Only one stretch of the data below is needed. Output the lines from the one with "assert_eq!(chunks[1].overlap_prefix_len, 1);" up to and including the one with "assert_eq!(ranges[0].end, Duration::from_secs(350));", exactly as they stand.

━━━━━━━━

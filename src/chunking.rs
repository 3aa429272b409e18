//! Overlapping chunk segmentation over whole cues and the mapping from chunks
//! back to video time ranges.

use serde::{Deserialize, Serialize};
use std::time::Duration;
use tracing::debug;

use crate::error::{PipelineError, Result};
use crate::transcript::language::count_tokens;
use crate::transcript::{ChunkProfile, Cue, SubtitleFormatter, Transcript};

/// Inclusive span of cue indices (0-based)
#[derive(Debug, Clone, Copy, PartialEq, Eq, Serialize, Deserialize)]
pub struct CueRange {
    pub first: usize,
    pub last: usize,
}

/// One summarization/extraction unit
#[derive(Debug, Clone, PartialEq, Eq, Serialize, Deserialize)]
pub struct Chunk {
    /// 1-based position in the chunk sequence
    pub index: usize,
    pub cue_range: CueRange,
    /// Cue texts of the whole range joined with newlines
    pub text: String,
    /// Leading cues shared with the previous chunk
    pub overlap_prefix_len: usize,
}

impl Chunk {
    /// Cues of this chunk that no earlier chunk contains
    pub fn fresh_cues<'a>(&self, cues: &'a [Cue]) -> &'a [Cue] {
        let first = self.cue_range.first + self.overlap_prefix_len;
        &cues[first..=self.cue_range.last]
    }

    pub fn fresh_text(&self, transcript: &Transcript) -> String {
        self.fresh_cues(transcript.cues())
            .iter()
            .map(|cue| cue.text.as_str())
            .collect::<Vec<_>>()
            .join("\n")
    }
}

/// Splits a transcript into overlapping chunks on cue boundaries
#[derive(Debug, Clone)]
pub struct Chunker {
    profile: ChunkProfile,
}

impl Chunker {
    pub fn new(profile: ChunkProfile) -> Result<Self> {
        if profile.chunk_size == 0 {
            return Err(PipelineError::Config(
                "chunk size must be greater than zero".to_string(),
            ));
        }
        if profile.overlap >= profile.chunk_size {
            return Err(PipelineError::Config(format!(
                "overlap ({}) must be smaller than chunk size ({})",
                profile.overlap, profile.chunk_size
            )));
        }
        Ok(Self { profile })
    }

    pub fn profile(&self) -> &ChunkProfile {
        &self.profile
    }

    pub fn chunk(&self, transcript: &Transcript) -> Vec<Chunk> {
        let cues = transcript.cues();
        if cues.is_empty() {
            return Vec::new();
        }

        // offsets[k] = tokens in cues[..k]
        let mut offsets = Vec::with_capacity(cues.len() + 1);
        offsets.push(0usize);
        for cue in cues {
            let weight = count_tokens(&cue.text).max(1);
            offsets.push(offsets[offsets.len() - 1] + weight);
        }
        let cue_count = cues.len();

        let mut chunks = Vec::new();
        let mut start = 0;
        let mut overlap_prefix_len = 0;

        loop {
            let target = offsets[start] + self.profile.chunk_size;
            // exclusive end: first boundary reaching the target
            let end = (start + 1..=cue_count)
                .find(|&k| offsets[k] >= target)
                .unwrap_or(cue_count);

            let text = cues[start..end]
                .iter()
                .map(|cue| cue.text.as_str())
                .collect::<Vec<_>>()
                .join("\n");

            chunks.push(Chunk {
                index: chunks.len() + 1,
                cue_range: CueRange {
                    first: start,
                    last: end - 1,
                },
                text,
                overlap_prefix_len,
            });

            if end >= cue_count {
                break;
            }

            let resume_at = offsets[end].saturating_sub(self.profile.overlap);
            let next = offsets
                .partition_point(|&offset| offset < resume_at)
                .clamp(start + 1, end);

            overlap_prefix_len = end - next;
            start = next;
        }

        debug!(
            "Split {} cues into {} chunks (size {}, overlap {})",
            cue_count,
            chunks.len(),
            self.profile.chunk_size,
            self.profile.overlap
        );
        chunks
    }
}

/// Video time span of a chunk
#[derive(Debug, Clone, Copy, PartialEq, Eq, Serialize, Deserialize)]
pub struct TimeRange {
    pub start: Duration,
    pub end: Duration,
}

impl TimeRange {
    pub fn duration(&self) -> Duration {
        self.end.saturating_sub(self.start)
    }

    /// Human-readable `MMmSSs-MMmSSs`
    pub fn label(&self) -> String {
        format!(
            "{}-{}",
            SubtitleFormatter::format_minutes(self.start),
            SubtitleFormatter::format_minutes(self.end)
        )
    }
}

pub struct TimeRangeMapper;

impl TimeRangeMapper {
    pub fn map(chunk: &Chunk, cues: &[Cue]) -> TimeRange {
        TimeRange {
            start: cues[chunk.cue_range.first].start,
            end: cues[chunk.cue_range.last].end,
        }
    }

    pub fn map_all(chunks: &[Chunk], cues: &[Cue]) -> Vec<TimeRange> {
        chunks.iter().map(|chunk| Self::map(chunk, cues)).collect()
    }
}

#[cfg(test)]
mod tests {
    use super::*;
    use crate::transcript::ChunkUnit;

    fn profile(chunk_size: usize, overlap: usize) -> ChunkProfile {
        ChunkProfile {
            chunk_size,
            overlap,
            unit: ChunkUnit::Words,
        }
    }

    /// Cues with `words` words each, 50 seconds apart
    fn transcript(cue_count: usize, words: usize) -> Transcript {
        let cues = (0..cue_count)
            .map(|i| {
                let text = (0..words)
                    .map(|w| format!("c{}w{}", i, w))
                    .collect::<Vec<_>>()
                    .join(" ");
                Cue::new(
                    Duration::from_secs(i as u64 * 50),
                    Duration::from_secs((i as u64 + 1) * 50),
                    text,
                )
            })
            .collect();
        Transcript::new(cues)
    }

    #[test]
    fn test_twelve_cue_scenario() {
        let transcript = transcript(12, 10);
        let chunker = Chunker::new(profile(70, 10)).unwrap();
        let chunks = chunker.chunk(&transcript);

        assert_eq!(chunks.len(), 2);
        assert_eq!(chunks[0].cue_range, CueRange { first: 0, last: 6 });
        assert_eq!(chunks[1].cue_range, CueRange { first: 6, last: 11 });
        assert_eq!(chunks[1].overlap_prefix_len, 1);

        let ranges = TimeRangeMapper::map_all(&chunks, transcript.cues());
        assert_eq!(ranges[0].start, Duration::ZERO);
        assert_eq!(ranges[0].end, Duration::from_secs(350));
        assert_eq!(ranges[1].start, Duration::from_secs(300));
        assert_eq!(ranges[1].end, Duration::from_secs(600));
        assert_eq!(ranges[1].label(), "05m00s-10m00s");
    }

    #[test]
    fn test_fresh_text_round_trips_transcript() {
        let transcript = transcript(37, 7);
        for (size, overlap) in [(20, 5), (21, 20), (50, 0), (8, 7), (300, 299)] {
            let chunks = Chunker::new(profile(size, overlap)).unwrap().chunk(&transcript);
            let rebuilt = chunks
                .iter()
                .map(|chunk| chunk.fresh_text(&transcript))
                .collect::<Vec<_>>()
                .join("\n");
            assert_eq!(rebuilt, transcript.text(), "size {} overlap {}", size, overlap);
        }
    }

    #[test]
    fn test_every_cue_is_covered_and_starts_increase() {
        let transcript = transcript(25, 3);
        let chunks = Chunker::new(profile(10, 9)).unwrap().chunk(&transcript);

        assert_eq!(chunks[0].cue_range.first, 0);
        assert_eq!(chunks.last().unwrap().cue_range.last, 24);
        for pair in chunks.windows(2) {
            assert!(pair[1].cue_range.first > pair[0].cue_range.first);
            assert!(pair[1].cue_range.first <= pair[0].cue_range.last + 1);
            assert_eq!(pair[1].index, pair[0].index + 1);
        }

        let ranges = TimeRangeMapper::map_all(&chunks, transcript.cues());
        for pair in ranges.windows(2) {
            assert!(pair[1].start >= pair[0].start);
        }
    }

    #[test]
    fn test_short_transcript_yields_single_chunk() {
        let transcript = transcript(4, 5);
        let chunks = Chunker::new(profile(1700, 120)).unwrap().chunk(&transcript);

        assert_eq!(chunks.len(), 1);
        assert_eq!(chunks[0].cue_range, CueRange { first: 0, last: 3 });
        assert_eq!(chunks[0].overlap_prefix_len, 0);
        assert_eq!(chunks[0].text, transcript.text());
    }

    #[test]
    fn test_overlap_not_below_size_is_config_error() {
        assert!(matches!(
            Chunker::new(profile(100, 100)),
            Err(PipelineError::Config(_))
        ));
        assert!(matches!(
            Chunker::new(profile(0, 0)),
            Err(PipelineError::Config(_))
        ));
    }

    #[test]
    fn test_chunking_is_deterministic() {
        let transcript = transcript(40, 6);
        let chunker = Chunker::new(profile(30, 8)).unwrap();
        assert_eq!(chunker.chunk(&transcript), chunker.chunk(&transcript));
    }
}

━━━━━━━━

» Response box
        assert_eq!(chunks[1].overlap_prefix_len, 1);

        let ranges = TimeRangeMapper::map_all(&chunks, transcript.cues());
        assert_eq!(ranges[0].start, Duration::ZERO);
        assert_eq!(ranges[0].end, Duration::from_secs(350));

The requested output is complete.